Britain on Monday prepared to start its biggest ever immunisation campaign but health officials warned the drive to inoculate millions against COVID-19 would be a "marathon" stretching well into next year.

The world-first rollout of the Pfizer-BioNTech vaccine is due to start on Tuesday -- dubbed "V-Day" by Health Secretary Matt Hancock, who has volunteered to take it live on television to assuage any public doubts over the rapid approval.

Croydon University Hospital in south London is one of 50 clinical hubs that started receiving the country's initial consignment of 800,000 doses over the weekend, from a Pfizer plant in Belgium.

The vaccine rollout coincides with the end-game of Brexit talks on Britain's future trading relationship with the European Union. 

The government reportedly has military flights on standby to transport the jabs from Belgium, in case the negotiations collapse and new rules cause border chaos from January 1.

"I have no doubt that the EU will help us to facilitate travel," Foreign Office minister James Cleverly told Sky News, as anxiety mounts of disruption to cross-Channel shipping from a "no deal" outcome.

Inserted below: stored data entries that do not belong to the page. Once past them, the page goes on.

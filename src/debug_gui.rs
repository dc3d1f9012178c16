use imgui::{Condition, Drag, TreeNodeFlags};

use crate::haunted_house::HauntedHouse;

/// Tweak panel for lights, floor and controls.
pub struct DebugGui {
    pub visible: bool,
}

impl DebugGui {
    pub fn new() -> Self {
        Self { visible: true }
    }

    pub fn toggle(&mut self) {
        self.visible = !self.visible;
        log::debug!("Debug GUI visible: {}", self.visible);
    }

    pub fn draw(&mut self, ui: &imgui::Ui, house: &mut HauntedHouse) {
        if !self.visible {
            return;
        }

        ui.window("Haunted house")
            .size([320.0, 460.0], Condition::FirstUseEver)
            .position([10.0, 10.0], Condition::FirstUseEver)
            .build(|| {
                let framerate = ui.io().framerate;
                ui.text(format!(
                    "{:.1} fps ({:.2} ms)",
                    framerate,
                    1000.0 / framerate.max(f32::EPSILON)
                ));
                ui.text_disabled("H toggles this panel");

                if ui.collapsing_header("Time", TreeNodeFlags::empty()) {
                    ui.text(format!(
                        "Elapsed {:.1} s, uptime {:.1} s",
                        house.timer.elapsed(),
                        house.timer.uptime().as_secs_f32()
                    ));
                    ui.slider("Time scale", 0.0, 4.0, &mut house.timer.time_scale);
                    if ui.button("Reset clock") {
                        house.timer.reset();
                    }
                }

                if ui.collapsing_header("Lights", TreeNodeFlags::DEFAULT_OPEN) {
                    ui.slider(
                        "Ambient intensity",
                        0.0,
                        3.0,
                        &mut house.lights.ambient.intensity,
                    );
                    ui.slider(
                        "Directional intensity",
                        0.0,
                        3.0,
                        &mut house.lights.directional.intensity,
                    );

                    let mut position = house.lights.directional.position.to_array();
                    if Drag::new("Directional position")
                        .range(-10.0, 10.0)
                        .speed(0.05)
                        .build_array(ui, &mut position)
                    {
                        house.lights.directional.position = position.into();
                    }
                }

                if ui.collapsing_header("Floor", TreeNodeFlags::DEFAULT_OPEN) {
                    let floor = house.floor_material;
                    if let Some(material) = house.materials.material_mut(floor) {
                        ui.slider(
                            "Displacement scale",
                            0.0,
                            1.0,
                            &mut material.displacement_scale,
                        );
                        ui.slider(
                            "Displacement bias",
                            -1.0,
                            1.0,
                            &mut material.displacement_bias,
                        );
                    }
                }

                if ui.collapsing_header("Controls", TreeNodeFlags::DEFAULT_OPEN) {
                    ui.checkbox("Damping", &mut house.controls.enable_damping);
                    ui.checkbox("Auto rotate", &mut house.controls.auto_rotate);
                    ui.slider(
                        "Auto rotate speed",
                        -10.0,
                        10.0,
                        &mut house.controls.auto_rotate_speed,
                    );
                }

                if ui.collapsing_header("Graveyard", TreeNodeFlags::DEFAULT_OPEN) {
                    ui.text(format!(
                        "{} graves, seed {}",
                        house.grave_count(),
                        house.seed()
                    ));
                    let mut show_graves = house.graves_visible();
                    if ui.checkbox("Show graves", &mut show_graves) {
                        house.set_graves_visible(show_graves);
                    }
                    if ui.button("Re-roll graves") {
                        house.regenerate_graves(rand::random());
                    }
                }

                if ui.collapsing_header("Assets", TreeNodeFlags::empty()) {
                    house.materials.draw_ui(ui);
                }
            });
    }
}
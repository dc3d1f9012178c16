use std::path::PathBuf;

use clap::Parser;

use crate::{graveyard::DEFAULT_GRAVE_COUNT, rendering::config::RenderConfig};

#[derive(Parser, Debug, Clone)]
#[command(name = "haunted-house")]
#[command(about = "Procedural haunted house scene", long_about = None)]
pub struct Cli {
    /// Directory containing `shaders/` and the floor textures
    #[arg(long, default_value = "assets")]
    pub assets: PathBuf,

    /// Seed for the graveyard layout. A random seed is used when omitted.
    #[arg(long)]
    pub seed: Option<u64>,

    /// Number of graves scattered around the house
    #[arg(long, default_value_t = DEFAULT_GRAVE_COUNT)]
    pub graves: usize,

    /// Upper bound for the device pixel ratio used for the scene render target
    #[arg(long, default_value_t = 2.0)]
    pub max_pixel_ratio: f64,

    /// Start without the debug panel
    #[arg(long = "no-gui")]
    pub no_gui: bool,
}

impl Cli {
    pub fn render_config(&self) -> RenderConfig {
        RenderConfig {
            max_pixel_ratio: self.max_pixel_ratio,
            shader_folder: self.assets.join("shaders"),
            ..RenderConfig::default()
        }
    }
}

At the Croydon hospital, a lab technician lifted a package of doses out of dry ice in a box storing the vaccine at -70 degrees Celsius (-94 degrees Fahrenheit), and transferred the batch to a specialist freezer.

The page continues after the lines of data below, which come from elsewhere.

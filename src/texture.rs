use std::path::{Path, PathBuf};

use anyhow::Context;
use glam::Vec2;
use id_arena::Id;
use image::{imageops::FilterType, ImageBuffer, Pixel, Rgba, Rgba32FImage, RgbaImage};
use rayon::prelude::*;

use crate::color::{linear_to_srgb, srgb_to_linear};

pub type TextureId = Id<TextureAsset>;

/// How the texel values should be interpreted when sampling.
#[derive(Debug, Clone, Copy, PartialEq, Eq, Hash, Default)]
pub enum ColorSpace {
    /// Colour data authored in sRGB, decoded to linear by the sampler
    Srgb,
    /// Non-colour data (normals, roughness, heights) used as-is
    #[default]
    Linear,
}

#[derive(Debug, Clone, Copy, PartialEq, Eq, Hash, Default)]
pub enum WrapMode {
    #[default]
    ClampToEdge,
    Repeat,
    MirroredRepeat,
}

/// Decoded image plus the sampling settings the material system needs.
#[derive(Debug, Clone)]
pub struct TextureAsset {
    pub name: String,
    pub image: RgbaImage,
    pub color_space: ColorSpace,
    pub wrap_s: WrapMode,
    pub wrap_t: WrapMode,
    pub repeat: Vec2,
}

impl TextureAsset {
    pub fn new(name: impl Into<String>, image: RgbaImage) -> Self {
        Self {
            name: name.into(),
            image,
            color_space: ColorSpace::default(),
            wrap_s: WrapMode::default(),
            wrap_t: WrapMode::default(),
            repeat: Vec2::ONE,
        }
    }

    /// 1x1 white texture standing in for an image that could not be loaded.
    pub fn placeholder(name: impl Into<String>) -> Self {
        Self::new(name, RgbaImage::from_pixel(1, 1, Rgba([255, 255, 255, 255])))
    }

    /// Tiles the texture `repeat` times and switches both axes to repeat wrapping.
    pub fn set_repeat_wrapping(&mut self, repeat: Vec2) {
        self.repeat = repeat;
        self.wrap_s = WrapMode::Repeat;
        self.wrap_t = WrapMode::Repeat;
    }

    pub fn size(&self) -> (u32, u32) {
        self.image.dimensions()
    }

    pub fn mip_level_count(&self) -> u32 {
        let (width, height) = self.size();
        32 - width.max(height).max(1).leading_zeros()
    }

    /// Full mip chain, level 0 first, down to 1x1. sRGB textures are filtered in
    /// linear space.
    pub fn mip_chain(&self) -> Vec<RgbaImage> {
        let level_count = self.mip_level_count();

        match self.color_space {
            ColorSpace::Linear => downsample_chain(self.image.clone(), level_count),
            ColorSpace::Srgb => downsample_chain(decode_srgb(&self.image), level_count)
                .iter()
                .map(encode_srgb)
                .collect(),
        }
    }
}

fn downsample_chain<P>(
    base: ImageBuffer<P, Vec<P::Subpixel>>,
    level_count: u32,
) -> Vec<ImageBuffer<P, Vec<P::Subpixel>>>
where
    P: Pixel + 'static,
    P::Subpixel: 'static,
{
    let mut levels = Vec::with_capacity(level_count as usize);
    levels.push(base);

    for level in 1..level_count as usize {
        let previous = &levels[level - 1];
        let width = (previous.width() / 2).max(1);
        let height = (previous.height() / 2).max(1);
        let next = image::imageops::resize(previous, width, height, FilterType::Triangle);
        levels.push(next);
    }

    levels
}

/// Alpha is stored linearly and passes through unchanged.
fn decode_srgb(image: &RgbaImage) -> Rgba32FImage {
    Rgba32FImage::from_fn(image.width(), image.height(), |x, y| {
        let Rgba([r, g, b, a]) = *image.get_pixel(x, y);
        Rgba([
            srgb_to_linear(r as f32 / 255.0),
            srgb_to_linear(g as f32 / 255.0),
            srgb_to_linear(b as f32 / 255.0),
            a as f32 / 255.0,
        ])
    })
}

fn encode_srgb(image: &Rgba32FImage) -> RgbaImage {
    let to_unorm8 = |value: f32| (value.clamp(0.0, 1.0) * 255.0).round() as u8;

    RgbaImage::from_fn(image.width(), image.height(), |x, y| {
        let Rgba([r, g, b, a]) = *image.get_pixel(x, y);
        Rgba([
            to_unorm8(linear_to_srgb(r)),
            to_unorm8(linear_to_srgb(g)),
            to_unorm8(linear_to_srgb(b)),
            to_unorm8(a),
        ])
    })
}

/// Reads textures relative to an asset root.
pub struct TextureLoader {
    root: PathBuf,
}

impl TextureLoader {
    pub fn new(root: impl Into<PathBuf>) -> Self {
        Self { root: root.into() }
    }

    /// Loads a texture, falling back to a white placeholder if the file can't be read.
    pub fn load(&self, path: impl AsRef<Path>) -> TextureAsset {
        let path = path.as_ref();

        match self.try_load(path) {
            Ok(texture) => {
                log::debug!(
                    "Loaded texture {} ({}x{})",
                    texture.name,
                    texture.image.width(),
                    texture.image.height()
                );
                texture
            }
            Err(e) => {
                log::error!("{:#}", e);
                TextureAsset::placeholder(path.display().to_string())
            }
        }
    }

    /// Decodes several textures in parallel, preserving the input order.
    pub fn load_all<P>(&self, paths: &[P]) -> Vec<TextureAsset>
    where
        P: AsRef<Path> + Sync,
    {
        paths.par_iter().map(|path| self.load(path)).collect()
    }

    fn try_load(&self, path: &Path) -> anyhow::Result<TextureAsset> {
        let full_path = self.root.join(path);
        let image = image::open(&full_path)
            .with_context(|| format!("Failed to load texture {}", full_path.display()))?
            .to_rgba8();

        Ok(TextureAsset::new(path.display().to_string(), image))
    }
}

#[cfg(test)]
mod tests {
    use super::*;

    #[test]
    fn placeholder_is_single_white_texel() {
        let texture = TextureAsset::placeholder("missing");
        assert_eq!(texture.size(), (1, 1));
        assert_eq!(texture.image.get_pixel(0, 0), &Rgba([255, 255, 255, 255]));
        assert_eq!(texture.mip_level_count(), 1);
    }

    #[test]
    fn mip_chain_halves_down_to_one_texel() {
        let texture = TextureAsset::new("rect", RgbaImage::new(8, 4));
        let sizes: Vec<_> = texture
            .mip_chain()
            .iter()
            .map(|level| level.dimensions())
            .collect();

        assert_eq!(sizes, vec![(8, 4), (4, 2), (2, 1), (1, 1)]);
    }

    fn black_and_white(color_space: ColorSpace) -> TextureAsset {
        let mut image = RgbaImage::new(2, 1);
        image.put_pixel(0, 0, Rgba([0, 0, 0, 0]));
        image.put_pixel(1, 0, Rgba([255, 255, 255, 255]));

        let mut texture = TextureAsset::new("checker", image);
        texture.color_space = color_space;
        texture
    }

    #[test]
    fn srgb_mips_average_in_linear_space() {
        let chain = black_and_white(ColorSpace::Srgb).mip_chain();
        let Rgba([r, g, b, a]) = *chain[1].get_pixel(0, 0);

        // Linear 0.5 encodes to roughly 188, not the encoded midpoint 128
        assert!((186..=190).contains(&r));
        assert!(r == g && g == b);
        assert!((127..=128).contains(&a));
    }

    #[test]
    fn linear_mips_average_raw_values() {
        let chain = black_and_white(ColorSpace::Linear).mip_chain();
        let Rgba([r, _, _, a]) = *chain[1].get_pixel(0, 0);

        assert!((127..=128).contains(&r));
        assert_eq!(r, a);
    }

    #[test]
    fn non_power_of_two_mip_count() {
        let texture = TextureAsset::new("npot", RgbaImage::new(1000, 3));
        assert_eq!(texture.mip_level_count(), 10);
        assert_eq!(texture.mip_chain().last().unwrap().dimensions(), (1, 1));
    }

    #[test]
    fn repeat_wrapping_sets_both_axes() {
        let mut texture = TextureAsset::placeholder("floor");
        assert_eq!(texture.wrap_s, WrapMode::ClampToEdge);

        texture.set_repeat_wrapping(Vec2::splat(8.0));

        assert_eq!(texture.repeat, Vec2::splat(8.0));
        assert_eq!(texture.wrap_s, WrapMode::Repeat);
        assert_eq!(texture.wrap_t, WrapMode::Repeat);
    }

    #[test]
    fn missing_file_falls_back_to_placeholder() {
        let loader = TextureLoader::new(std::env::temp_dir());
        let texture = loader.load("haunted-house-does-not-exist.png");
        assert_eq!(texture.size(), (1, 1));
    }

    #[test]
    fn loads_files_in_order() {
        let dir = std::env::temp_dir().join("haunted-house-texture-test");
        std::fs::create_dir_all(&dir).unwrap();

        RgbaImage::from_pixel(4, 2, Rgba([10, 20, 30, 255]))
            .save(dir.join("a.png"))
            .unwrap();
        RgbaImage::from_pixel(2, 2, Rgba([0, 0, 0, 255]))
            .save(dir.join("b.png"))
            .unwrap();

        let loader = TextureLoader::new(&dir);
        let textures = loader.load_all(&["a.png", "missing.png", "b.png"]);

        assert_eq!(textures[0].size(), (4, 2));
        assert_eq!(textures[0].image.get_pixel(3, 1), &Rgba([10, 20, 30, 255]));
        assert_eq!(textures[1].size(), (1, 1));
        assert_eq!(textures[2].size(), (2, 2));
    }
}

"To know that they are here, and we are amongst the first in the country to actually receive the vaccine and therefore the first in the world, is just amazing, I'm so proud," said Louise Coughlan, joint chief pharmacist at the Croydon hospital trust.

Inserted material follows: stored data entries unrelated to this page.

use std::{
    f32::consts::{FRAC_PI_2, FRAC_PI_4},
    path::Path,
};

use glam::{Quat, Vec2, Vec3};
use rand::{rngs::StdRng, SeedableRng};
use winit::dpi::PhysicalSize;

use crate::{
    camera::Camera,
    color::Color,
    controls::OrbitControls,
    geometry::{cone, cuboid, plane, sphere, Geometry, GeometryId},
    graveyard::place_graves,
    lights::Lights,
    material::{MaterialId, MaterialManager, StandardMaterial},
    scene_graph::{object3d::ObjectId, scene::Scene, transform::Transform},
    texture::{ColorSpace, TextureAsset, TextureLoader},
    timer::Timer,
};

const FLOOR_TEXTURES: [&str; 5] = [
    "floor/alpha.jpg",
    "floor/coast_sand_rocks_02_1k/coast_sand_rocks_02_diff_1k.webp",
    "floor/coast_sand_rocks_02_1k/coast_sand_rocks_02_arm_1k.webp",
    "floor/coast_sand_rocks_02_1k/coast_sand_rocks_02_nor_gl_1k.webp",
    "floor/coast_sand_rocks_02_1k/coast_sand_rocks_02_disp_1k.webp",
];

const FLOOR_TEXTURE_REPEAT: Vec2 = Vec2::splat(8.0);

/// (position, scale)
const BUSHES: [(Vec3, f32); 4] = [
    (Vec3::new(0.8, 0.2, 2.2), 0.5),
    (Vec3::new(1.4, 0.1, 2.1), 0.25),
    (Vec3::new(-0.8, 0.1, 2.2), 0.4),
    (Vec3::new(-1.0, 0.03, 2.6), 0.25),
];

pub struct HauntedHouse {
    pub scene: Scene,
    pub materials: MaterialManager,
    pub lights: Lights,
    pub camera: Camera,
    pub controls: OrbitControls,
    pub timer: Timer,

    pub floor_material: MaterialId,
    graves_group: ObjectId,
    graves: Vec<ObjectId>,
    seed: u64,
}

impl HauntedHouse {
    /// Builds the whole scene. Textures are read from `assets`; missing files are replaced
    /// with placeholders so the scene still renders.
    pub fn new(assets: &Path, seed: Option<u64>, grave_count: usize) -> anyhow::Result<Self> {
        let seed = seed.unwrap_or_else(rand::random);
        log::info!("Graveyard seed: {}", seed);

        let mut scene = Scene::new();
        let mut materials = MaterialManager::new();

        let floor_material = create_floor_material(&mut materials, &TextureLoader::new(assets))?;
        let floor_geometry = add_geometry(&mut scene, plane(20.0, 20.0, 50, 50))?;
        scene.add_mesh(
            "Floor",
            floor_geometry,
            floor_material,
            Transform::new(Vec3::ZERO, Quat::from_rotation_x(-FRAC_PI_2), 1.0),
            None,
        );

        build_house(&mut scene, &mut materials)?;

        let grave_geometry = add_geometry(&mut scene, cuboid(0.6, 0.8, 0.2))?;
        let grave_material = materials.add_material(StandardMaterial::with_color(
            "Grave",
            Color::from_hex("#b2b6b1")?,
        ));

        let graves_group = scene.add_group("Graves", None);
        let mut rng = StdRng::seed_from_u64(seed);
        let graves = place_graves(&mut rng, grave_count)
            .into_iter()
            .enumerate()
            .map(|(index, placement)| {
                scene.add_mesh(
                    &format!("Grave {}", index),
                    grave_geometry,
                    grave_material,
                    placement.transform(),
                    Some(graves_group),
                )
            })
            .collect();

        let mut camera = Camera::perspective(75.0, 1.0, 0.1, 100.0);
        camera.eye = Vec3::new(4.0, 2.0, 5.0);
        camera.target = Vec3::ZERO;

        let mut controls = OrbitControls::new(camera.target, Vec2::ONE);
        controls.enable_damping = true;

        let mut house = Self {
            scene,
            materials,
            lights: Lights::default(),
            camera,
            controls,
            timer: Timer::new(),
            floor_material,
            graves_group,
            graves,
            seed,
        };

        // World matrices are valid before the first frame
        house.scene.late_update();

        Ok(house)
    }

    pub fn seed(&self) -> u64 {
        self.seed
    }

    pub fn grave_count(&self) -> usize {
        self.graves.len()
    }

    pub fn graves_visible(&self) -> bool {
        self.scene
            .get_object(self.graves_group)
            .is_some_and(|group| group.visible)
    }

    /// Hides or shows the whole graveyard through its group.
    pub fn set_graves_visible(&mut self, visible: bool) {
        self.scene.set_object_visible(self.graves_group, visible);
    }

    /// Re-rolls every grave's placement from `seed`, keeping the same objects.
    pub fn regenerate_graves(&mut self, seed: u64) {
        self.seed = seed;

        let mut rng = StdRng::seed_from_u64(seed);
        let placements = place_graves(&mut rng, self.graves.len());

        for (&grave, placement) in self.graves.iter().zip(placements) {
            self.scene
                .set_object_transform(grave, placement.position, placement.quat(), 1.0);
        }

        log::info!("Graveyard regenerated with seed {}", seed);
    }

    /// Follows the window size. The camera only needs the aspect ratio, the controls
    /// measure drags in logical pixels.
    pub fn resize(&mut self, size: PhysicalSize<u32>, scale_factor: f64) {
        self.camera.set_aspect(size.width, size.height);

        self.controls
            .set_viewport(size.to_logical(scale_factor), scale_factor);
    }
}

fn add_geometry(scene: &mut Scene, mut geometry: Geometry) -> anyhow::Result<GeometryId> {
    geometry.generate_tangents()?;
    Ok(scene.add_geometry(geometry))
}

fn create_floor_material(
    materials: &mut MaterialManager,
    loader: &TextureLoader,
) -> anyhow::Result<MaterialId> {
    let textures: [TextureAsset; 5] = loader
        .load_all(&FLOOR_TEXTURES)
        .try_into()
        .map_err(|_| anyhow::anyhow!("Texture loader returned the wrong number of textures"))?;
    let [alpha, mut color, mut arm, mut normal, mut displacement] = textures;

    color.color_space = ColorSpace::Srgb;
    for texture in [&mut color, &mut arm, &mut normal, &mut displacement] {
        texture.set_repeat_wrapping(FLOOR_TEXTURE_REPEAT);
    }

    let alpha = materials.add_texture(alpha);
    let color = materials.add_texture(color);
    let arm = materials.add_texture(arm);
    let normal = materials.add_texture(normal);
    let displacement = materials.add_texture(displacement);

    Ok(materials.add_material(StandardMaterial {
        name: String::from("Floor"),
        transparent: true,
        map: Some(color),
        alpha_map: Some(alpha),
        ao_map: Some(arm),
        roughness_map: Some(arm),
        metalness_map: Some(arm),
        normal_map: Some(normal),
        displacement_map: Some(displacement),
        displacement_scale: 0.3,
        displacement_bias: -0.2,
        ..Default::default()
    }))
}

fn build_house(scene: &mut Scene, materials: &mut MaterialManager) -> anyhow::Result<()> {
    let house = scene.add_group("House", None);

    let walls_material = materials.add_material(StandardMaterial {
        name: String::from("Walls"),
        ..Default::default()
    });
    let walls_geometry = add_geometry(scene, cuboid(4.0, 2.5, 4.0))?;
    scene.add_mesh(
        "Walls",
        walls_geometry,
        walls_material,
        Transform::from_translation(Vec3::new(0.0, 1.25, 0.0)),
        Some(house),
    );

    let roof_material = materials.add_material(StandardMaterial {
        name: String::from("Roof"),
        ..Default::default()
    });
    let roof_geometry = add_geometry(scene, cone(3.5, 1.0, 4))?;
    scene.add_mesh(
        "Roof",
        roof_geometry,
        roof_material,
        Transform::new(
            Vec3::new(0.0, 3.0, 0.0),
            Quat::from_rotation_y(FRAC_PI_4),
            1.0,
        ),
        Some(house),
    );

    let door_material = materials.add_material(StandardMaterial::with_color(
        "Door",
        Color::from_hex("#a15500")?,
    ));
    let door_geometry = add_geometry(scene, plane(2.2, 2.2, 1, 1))?;
    scene.add_mesh(
        "Door",
        door_geometry,
        door_material,
        Transform::from_translation(Vec3::new(0.0, 1.0, 2.01)),
        Some(house),
    );

    let bush_material = materials.add_material(StandardMaterial::with_color(
        "Bush",
        Color::from_hex("#89c854")?,
    ));
    let bush_geometry = add_geometry(scene, sphere(1.0, 16, 16))?;
    for (index, (position, scale)) in BUSHES.into_iter().enumerate() {
        scene.add_mesh(
            &format!("Bush {}", index + 1),
            bush_geometry,
            bush_material,
            Transform::new(position, Quat::IDENTITY, scale),
            Some(house),
        );
    }

    Ok(())
}

#[cfg(test)]
mod tests {
    use std::path::PathBuf;

    use super::*;
    use crate::material::TextureSlot;

    // No textures on disk, so every floor texture is a placeholder
    fn test_house(seed: u64) -> HauntedHouse {
        HauntedHouse::new(&PathBuf::from("missing-assets"), Some(seed), 30).unwrap()
    }

    fn world_position(house: &HauntedHouse, name: &str) -> Vec3 {
        let id = house.scene.get_object_by_name(name).unwrap();
        let transform = &house.scene.get_object(id).unwrap().transform;
        transform.get_world_matrix().w_axis.truncate()
    }

    #[test]
    fn house_parts_are_placed() {
        let house = test_house(1);

        assert_eq!(world_position(&house, "Walls"), Vec3::new(0.0, 1.25, 0.0));
        assert_eq!(world_position(&house, "Roof"), Vec3::new(0.0, 3.0, 0.0));
        assert_eq!(world_position(&house, "Door"), Vec3::new(0.0, 1.0, 2.01));
        assert_eq!(world_position(&house, "Bush 4"), Vec3::new(-1.0, 0.03, 2.6));
    }

    #[test]
    fn house_parts_share_a_group() {
        let house = test_house(1);
        let group = house.scene.get_object_by_name("House").unwrap();
        let group = house.scene.get_object(group).unwrap();

        let names: Vec<_> = group
            .children(&house.scene)
            .map(|child| child.name.as_str())
            .collect();
        assert_eq!(
            names,
            ["Walls", "Roof", "Door", "Bush 1", "Bush 2", "Bush 3", "Bush 4"]
        );
    }

    #[test]
    fn bushes_share_geometry_and_material() {
        let house = test_house(1);
        let meshes: Vec<_> = (1..=4)
            .map(|index| {
                let id = house
                    .scene
                    .get_object_by_name(&format!("Bush {}", index))
                    .unwrap();
                house.scene.get_object(id).unwrap().mesh.unwrap()
            })
            .collect();

        assert!(meshes.iter().all(|mesh| *mesh == meshes[0]));
    }

    #[test]
    fn graveyard_has_requested_graves() {
        let house = test_house(1);
        assert_eq!(house.grave_count(), 30);

        let group = house.scene.get_object_by_name("Graves").unwrap();
        assert_eq!(house.scene.get_object(group).unwrap().child_ids.len(), 30);

        // Floor, 7 house parts and the graves
        assert_eq!(house.scene.visible_meshes().len(), 1 + 7 + 30);
    }

    #[test]
    fn same_seed_gives_same_graveyard() {
        let a = test_house(42);
        let b = test_house(42);
        assert_eq!(world_position(&a, "Grave 0"), world_position(&b, "Grave 0"));
        assert_eq!(world_position(&a, "Grave 29"), world_position(&b, "Grave 29"));
    }

    #[test]
    fn regenerating_graves_moves_them() {
        let mut house = test_house(42);
        let before = world_position(&house, "Grave 0");

        house.regenerate_graves(43);
        house.scene.late_update();

        assert_eq!(house.seed(), 43);
        assert_eq!(house.grave_count(), 30);
        assert_ne!(world_position(&house, "Grave 0"), before);
        assert_eq!(world_position(&house, "Grave 0"), world_position(&test_house(43), "Grave 0"));
    }

    #[test]
    fn floor_textures_repeat_except_alpha() {
        let house = test_house(1);
        let floor = house.materials.material(house.floor_material).unwrap();

        assert!(floor.transparent);
        assert_eq!(floor.displacement_scale, 0.3);
        assert_eq!(floor.displacement_bias, -0.2);

        let repeat = |slot| house.materials.uv_repeat(floor, slot);
        assert_eq!(repeat(TextureSlot::Color), Vec2::splat(8.0));
        assert_eq!(repeat(TextureSlot::Roughness), Vec2::splat(8.0));
        assert_eq!(repeat(TextureSlot::Displacement), Vec2::splat(8.0));
        assert_eq!(repeat(TextureSlot::Alpha), Vec2::ONE);

        let color = house.materials.texture(floor.map.unwrap()).unwrap();
        assert_eq!(color.color_space, ColorSpace::Srgb);
        let normal = house.materials.texture(floor.normal_map.unwrap()).unwrap();
        assert_eq!(normal.color_space, ColorSpace::Linear);
    }

    #[test]
    fn missing_textures_become_placeholders() {
        let house = test_house(1);
        assert_eq!(house.materials.textures().count(), 5);
        assert!(house
            .materials
            .textures()
            .all(|(_, texture)| texture.size() == (1, 1)));
    }

    #[test]
    fn hiding_graves_keeps_house_visible() {
        let mut house = test_house(1);
        assert!(house.graves_visible());

        house.set_graves_visible(false);
        assert!(!house.graves_visible());
        assert_eq!(house.scene.visible_meshes().len(), 1 + 7);

        house.set_graves_visible(true);
        assert_eq!(house.scene.visible_meshes().len(), 1 + 7 + 30);
    }

    #[test]
    fn resize_updates_camera_aspect() {
        let mut house = test_house(1);
        house.resize(PhysicalSize::new(1600, 800), 2.0);
        assert_eq!(house.camera.aspect, 2.0);
    }

    fn drag_horizontally(house: &mut HauntedHouse, physical_pixels: f64) {
        use winit::{
            dpi::PhysicalPosition,
            event::{DeviceId, ElementState, MouseButton, WindowEvent},
        };

        let events = [
            WindowEvent::MouseInput {
                device_id: DeviceId::dummy(),
                state: ElementState::Pressed,
                button: MouseButton::Left,
            },
            WindowEvent::CursorMoved {
                device_id: DeviceId::dummy(),
                position: PhysicalPosition::new(100.0, 300.0),
            },
            WindowEvent::CursorMoved {
                device_id: DeviceId::dummy(),
                position: PhysicalPosition::new(100.0 + physical_pixels, 300.0),
            },
        ];
        for event in &events {
            house.controls.handle_window_event(event, &house.camera);
        }
        house.controls.update(&mut house.camera, 0.0);
    }

    #[test]
    fn hidpi_drag_turns_like_a_logical_one() {
        let mut house = test_house(1);
        house.controls.enable_damping = false;
        house.resize(PhysicalSize::new(1600, 1200), 2.0);

        drag_horizontally(&mut house, 600.0);

        // Half the window height is half a turn around the house
        assert!(house.camera.eye.abs_diff_eq(Vec3::new(-4.0, 2.0, -5.0), 1e-3));
    }

    #[test]
    fn scale_factor_change_alone_updates_drag_rate() {
        let mut house = test_house(1);
        house.controls.enable_damping = false;
        house.resize(PhysicalSize::new(1600, 1200), 1.0);
        house.resize(PhysicalSize::new(1600, 1200), 2.0);

        drag_horizontally(&mut house, 600.0);

        assert!(house.camera.eye.abs_diff_eq(Vec3::new(-4.0, 2.0, -5.0), 1e-3));
    }
}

First in line will be people aged 80 and over, care home workers, and frontline staff in the state-run National Health Service (NHS) who are considered at higher risk.

- Rockers and royals -

The government also wants to prioritise elderly residents in care homes but is running into technical challenges in administering the doses away from hospital hubs, given the need for ultra-low storage temperatures and how the vaccine is packaged.

The Pfizer-BioNTech jab will be administered in two doses, three weeks apart. So Britain's initial batch will cover 400,000 people, and the government has 40 million doses on order in total.

It hopes for many more from other drug companies, including a candidate from Oxford University and AstraZeneca still being evaluated. 

Approval for the Pfizer-BioNTech vaccine is expected later this month in the United States and EU.

NHS national medical director Stephen Powis said Britain's rollout would be a "marathon not a sprint", with the government sequencing priority groups by age and health condition. 

It does not expect to reach younger groups until spring or summer 2021.

"Despite the huge complexities, hospitals will kickstart the first phase of the largest-scale vaccination campaign in our country's history from Tuesday," Powis said.

"Hardworking staff will once again rise to the challenge to protect the most vulnerable people from this awful disease."

Queen Elizabeth II, 94, and her 99-year-old husband Prince Philip are in line to get the jab early in the rollout because of their age, reports said over the weekend.

Britain's most senior royals will convey to the public that they have been given the inoculations "as a powerful counter to the anti-vaccination movement", the Sunday Times said.

The Sunday Mirror reported that Monty Python star Michael Palin, 77, campaigning singer Bob Geldof, 69, and 73-year-old Ronnie Wood of The Rolling Stones were also committed publicly to getting the vaccine in a bid to boost take-up.

A YouGov poll of more than 5,300 people published last Wednesday indicated 27 percent of people were "very confident" about the safety of the Pfizer-BioNTech vaccine.

A total of 43 percent were "somewhat confident", 11 percent "not very confident", and nine percent "not confident at all". Just under half (44 percent) opposed compulsory vaccination while more than third (37 percent) backed the idea.